What this task involves: Retype exactly the lines that run from the start of the data to the line holding "use super::util;", including both, and only those.

BEGIN

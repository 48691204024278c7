//! Config subcommand handlers.

use dialoguer::{Input, Password, Select};

use crate::cli::{ConfigArgs, ConfigCommand, GlobalOpts};
use crate::config::{self, Config, Profile};
use crate::error::CliError;
use crate::output;

use super::util;

// ── Helpers ─────────────────────────────────────────────────────────

/// Format config for display, masking sensitive fields.
fn format_config_redacted(cfg: &Config) -> String {
    use std::fmt::Write;
    let mut out = String::new();

    if let Some(ref default) = cfg.default_profile {
        let _ = writeln!(out, "default_profile = \"{default}\"");
    }
    let _ = writeln!(out);
    let _ = writeln!(out, "[defaults]");
    let _ = writeln!(out, "output = \"{}\"", cfg.defaults.output);
    let _ = writeln!(out, "color = \"{}\"", cfg.defaults.color);
    let _ = writeln!(out, "insecure = {}", cfg.defaults.insecure);
    let _ = writeln!(out, "timeout = {}", cfg.defaults.timeout);

    let mut names: Vec<_> = cfg.profiles.keys().collect();
    names.sort();
    for name in names {
        let p = &cfg.profiles[name];
        let _ = writeln!(out);
        let _ = writeln!(out, "[profiles.{name}]");
        let _ = writeln!(out, "url = \"{}\"", p.url);
        if p.token.is_some() {
            let _ = writeln!(out, "token = \"****\"");
        }
        if let Some(ref env) = p.token_env {
            let _ = writeln!(out, "token_env = \"{env}\"");
        }
        if let Some(ref prefs) = p.prefs_url {
            let _ = writeln!(out, "prefs_url = \"{prefs}\"");
        }
        if let Some(ref ca) = p.ca_cert {
            let _ = writeln!(out, "ca_cert = \"{}\"", ca.display());
        }
        if let Some(insecure) = p.insecure {
            let _ = writeln!(out, "insecure = {insecure}");
        }
        if let Some(timeout) = p.timeout {
            let _ = writeln!(out, "timeout = {timeout}");
        }
    }

    out
}

/// Copy of the config with plaintext tokens masked, for structured output.
fn redacted(cfg: &Config) -> Config {
    let mut cfg = cfg.clone();
    for profile in cfg.profiles.values_mut() {
        if profile.token.is_some() {
            profile.token = Some("****".into());
        }
    }
    cfg
}

fn save_config(cfg: &Config) -> Result<(), CliError> {
    config::save_config(cfg)?;
    Ok(())
}

/// Map a dialoguer / interactive I/O failure into CliError.
fn prompt_err(e: impl std::fmt::Display) -> CliError {
    CliError::Validation {
        field: "interactive".into(),
        reason: format!("prompt failed: {e}"),
    }
}

fn prompt_token() -> Result<String, CliError> {
    let token = Password::new()
        .with_prompt("Long-lived access token")
        .interact()
        .map_err(prompt_err)?;
    if token.trim().is_empty() {
        return Err(CliError::Validation {
            field: "token".into(),
            reason: "access token cannot be empty".into(),
        });
    }
    Ok(token.trim().to_owned())
}

/// Offer to store the token in the system keyring or return it for plaintext config.
///
/// Returns `Some(token)` if the user chose plaintext, `None` if stored in keyring.
fn prompt_token_storage(token: &str, profile_name: &str) -> Result<Option<String>, CliError> {
    let choices = &[
        "Store in system keyring (recommended)",
        "Save to config file (plaintext)",
    ];
    let selection = Select::new()
        .with_prompt("Where to store the token?")
        .items(choices)
        .default(0)
        .interact()
        .map_err(prompt_err)?;

    if selection == 0 {
        config::store_token(profile_name, token)?;
        eprintln!("   ✓ Token stored in system keyring");
        Ok(None)
    } else {
        Ok(Some(token.to_owned()))
    }
}

fn profile_not_found(cfg: &Config, name: String) -> CliError {
    CliError::ProfileNotFound {
        name,
        available: config::available_profiles(cfg),
    }
}

fn parse_bool(field: &str, value: &str) -> Result<bool, CliError> {
    value.parse().map_err(|_| CliError::Validation {
        field: field.into(),
        reason: "must be 'true' or 'false'".into(),
    })
}

/// Apply `key = value` to a profile.
fn set_profile_value(profile: &mut Profile, key: &str, value: String) -> Result<(), CliError> {
    let optional = |v: String| if v.is_empty() { None } else { Some(v) };
    match key {
        "url" => {
            url::Url::parse(&value).map_err(|_| CliError::Validation {
                field: "url".into(),
                reason: format!("invalid URL: {value}"),
            })?;
            profile.url = value;
        }
        "token" => profile.token = optional(value),
        "token_env" | "token-env" => profile.token_env = optional(value),
        "prefs_url" | "prefs-url" => profile.prefs_url = optional(value),
        "ca_cert" | "ca-cert" => profile.ca_cert = optional(value).map(Into::into),
        "insecure" => profile.insecure = Some(parse_bool("insecure", &value)?),
        "timeout" => {
            profile.timeout = Some(value.parse().map_err(|_| CliError::Validation {
                field: "timeout".into(),
                reason: "must be a number (seconds)".into(),
            })?);
        }
        other => {
            return Err(CliError::Validation {
                field: other.into(),
                reason: format!(
                    "unknown config key '{other}'. Valid keys: url, token, token_env, \
                     prefs_url, ca_cert, insecure, timeout"
                ),
            });
        }
    }
    Ok(())
}

// ── Handler ─────────────────────────────────────────────────────────

pub fn handle(args: ConfigArgs, global: &GlobalOpts) -> Result<(), CliError> {
    match args.command {
        // ── Init: interactive wizard ────────────────────────────────
        ConfigCommand::Init => {
            let config_path = config::config_path();
            eprintln!("hassdeck configuration wizard");
            eprintln!("   Config path: {}\n", config_path.display());

            let mut cfg = config::load_config_or_default();

            let profile_name: String = Input::new()
                .with_prompt("Profile name")
                .default(global.profile.clone().unwrap_or_else(|| "default".into()))
                .interact_text()
                .map_err(prompt_err)?;

            if cfg.profiles.contains_key(&profile_name)
                && !util::confirm(
                    &format!("Profile '{profile_name}' exists. Overwrite?"),
                    global.yes,
                )?
            {
                return Ok(());
            }

            let url: String = Input::new()
                .with_prompt("Hub URL")
                .default("http://homeassistant.local:8123".into())
                .validate_with(|input: &String| -> Result<(), String> {
                    url::Url::parse(input)
                        .map(|_| ())
                        .map_err(|e| format!("invalid URL: {e}"))
                })
                .interact_text()
                .map_err(prompt_err)?;

            let token = prompt_token()?;
            let token = prompt_token_storage(&token, &profile_name)?;

            let prefs_url: String = Input::new()
                .with_prompt("Preference store URL (empty for local only)")
                .allow_empty(true)
                .interact_text()
                .map_err(prompt_err)?;

            let profile = Profile {
                url,
                token,
                prefs_url: if prefs_url.trim().is_empty() {
                    None
                } else {
                    Some(prefs_url.trim().to_owned())
                },
                ..Profile::default()
            };

            cfg.profiles.insert(profile_name.clone(), profile);
            cfg.default_profile = Some(profile_name.clone());
            save_config(&cfg)?;

            eprintln!("\n✓ Configuration written to {}", config_path.display());
            eprintln!("  Active profile: {profile_name}");
            eprintln!("\n  Test it: hassdeck status");
            Ok(())
        }

        // ── Show ────────────────────────────────────────────────────
        ConfigCommand::Show => {
            let cfg = redacted(&config::load_config_or_default());
            let out = output::render_single(&global.output, &cfg, format_config_redacted, |_| {
                config::config_path().display().to_string()
            });
            output::print_output(&out, global.quiet);
            Ok(())
        }

        // ── Set <key> <value> ───────────────────────────────────────
        ConfigCommand::Set { key, value } => {
            let mut cfg = config::load_config_or_default();
            let profile_name = config::active_profile_name(global, &cfg);

            let profile = cfg.profiles.entry(profile_name.clone()).or_default();
            set_profile_value(profile, &key, value)?;

            save_config(&cfg)?;
            eprintln!("✓ Set {key} on profile '{profile_name}'");
            Ok(())
        }

        // ── Profiles ────────────────────────────────────────────────
        ConfigCommand::Profiles => {
            let cfg = config::load_config_or_default();
            let default = cfg.default_profile.as_deref().unwrap_or("default");
            if cfg.profiles.is_empty() {
                eprintln!("No profiles configured. Run: hassdeck config init");
            } else {
                let mut names: Vec<_> = cfg.profiles.keys().collect();
                names.sort();
                for name in names {
                    let marker = if name == default { " *" } else { "" };
                    println!("{name}{marker}");
                }
            }
            Ok(())
        }

        // ── Use <name> ──────────────────────────────────────────────
        ConfigCommand::Use { name } => {
            let mut cfg = config::load_config_or_default();
            if !cfg.profiles.contains_key(&name) {
                return Err(profile_not_found(&cfg, name));
            }

            cfg.default_profile = Some(name.clone());
            save_config(&cfg)?;
            eprintln!("✓ Default profile set to '{name}'");
            Ok(())
        }

        // ── SetToken ────────────────────────────────────────────────
        ConfigCommand::SetToken { name } => {
            let cfg = config::load_config_or_default();
            let profile_name = name.unwrap_or_else(|| config::active_profile_name(global, &cfg));
            if !cfg.profiles.contains_key(&profile_name) {
                return Err(profile_not_found(&cfg, profile_name));
            }

            let token = prompt_token()?;
            config::store_token(&profile_name, &token)?;
            eprintln!("✓ Token for '{profile_name}' stored in system keyring");
            Ok(())
        }

        // ── Path ────────────────────────────────────────────────────
        ConfigCommand::Path => {
            println!("{}", config::config_path().display());
            Ok(())
        }
    }
}

#[cfg(test)]
#[allow(clippy::unwrap_used)]
mod tests {
    use super::*;

    #[test]
    fn redacted_output_masks_tokens() {
        let mut cfg = Config::default();
        cfg.profiles.insert(
            "home".into(),
            Profile {
                url: "http://ha.local:8123".into(),
                token: Some("secret-token".into()),
                ..Profile::default()
            },
        );

        let text = format_config_redacted(&redacted(&cfg));
        assert!(text.contains("[profiles.home]"));
        assert!(text.contains("token = \"****\""));
        assert!(!text.contains("secret-token"));
    }

    #[test]
    fn set_profile_value_validates() {
        let mut profile = Profile::default();
        set_profile_value(&mut profile, "url", "http://ha.local:8123".into()).unwrap();
        set_profile_value(&mut profile, "timeout", "15".into()).unwrap();
        set_profile_value(&mut profile, "prefs-url", "http://nas:9000".into()).unwrap();
        assert_eq!(profile.timeout, Some(15));
        assert_eq!(profile.prefs_url.as_deref(), Some("http://nas:9000"));

        set_profile_value(&mut profile, "prefs_url", String::new()).unwrap();
        assert!(profile.prefs_url.is_none());

        assert!(set_profile_value(&mut profile, "url", "nope".into()).is_err());
        assert!(set_profile_value(&mut profile, "insecure", "maybe".into()).is_err());
        assert!(set_profile_value(&mut profile, "site", "x".into()).is_err());
    }
}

END

Solution for this exercise:
repository 48691204024278c7
//! Config subcommand handlers.

use dialoguer::{Input, Password, Select};

use crate::cli::{ConfigArgs, ConfigCommand, GlobalOpts};
use crate::config::{self, Config, Profile};
use crate::error::CliError;
use crate::output;

use super::util;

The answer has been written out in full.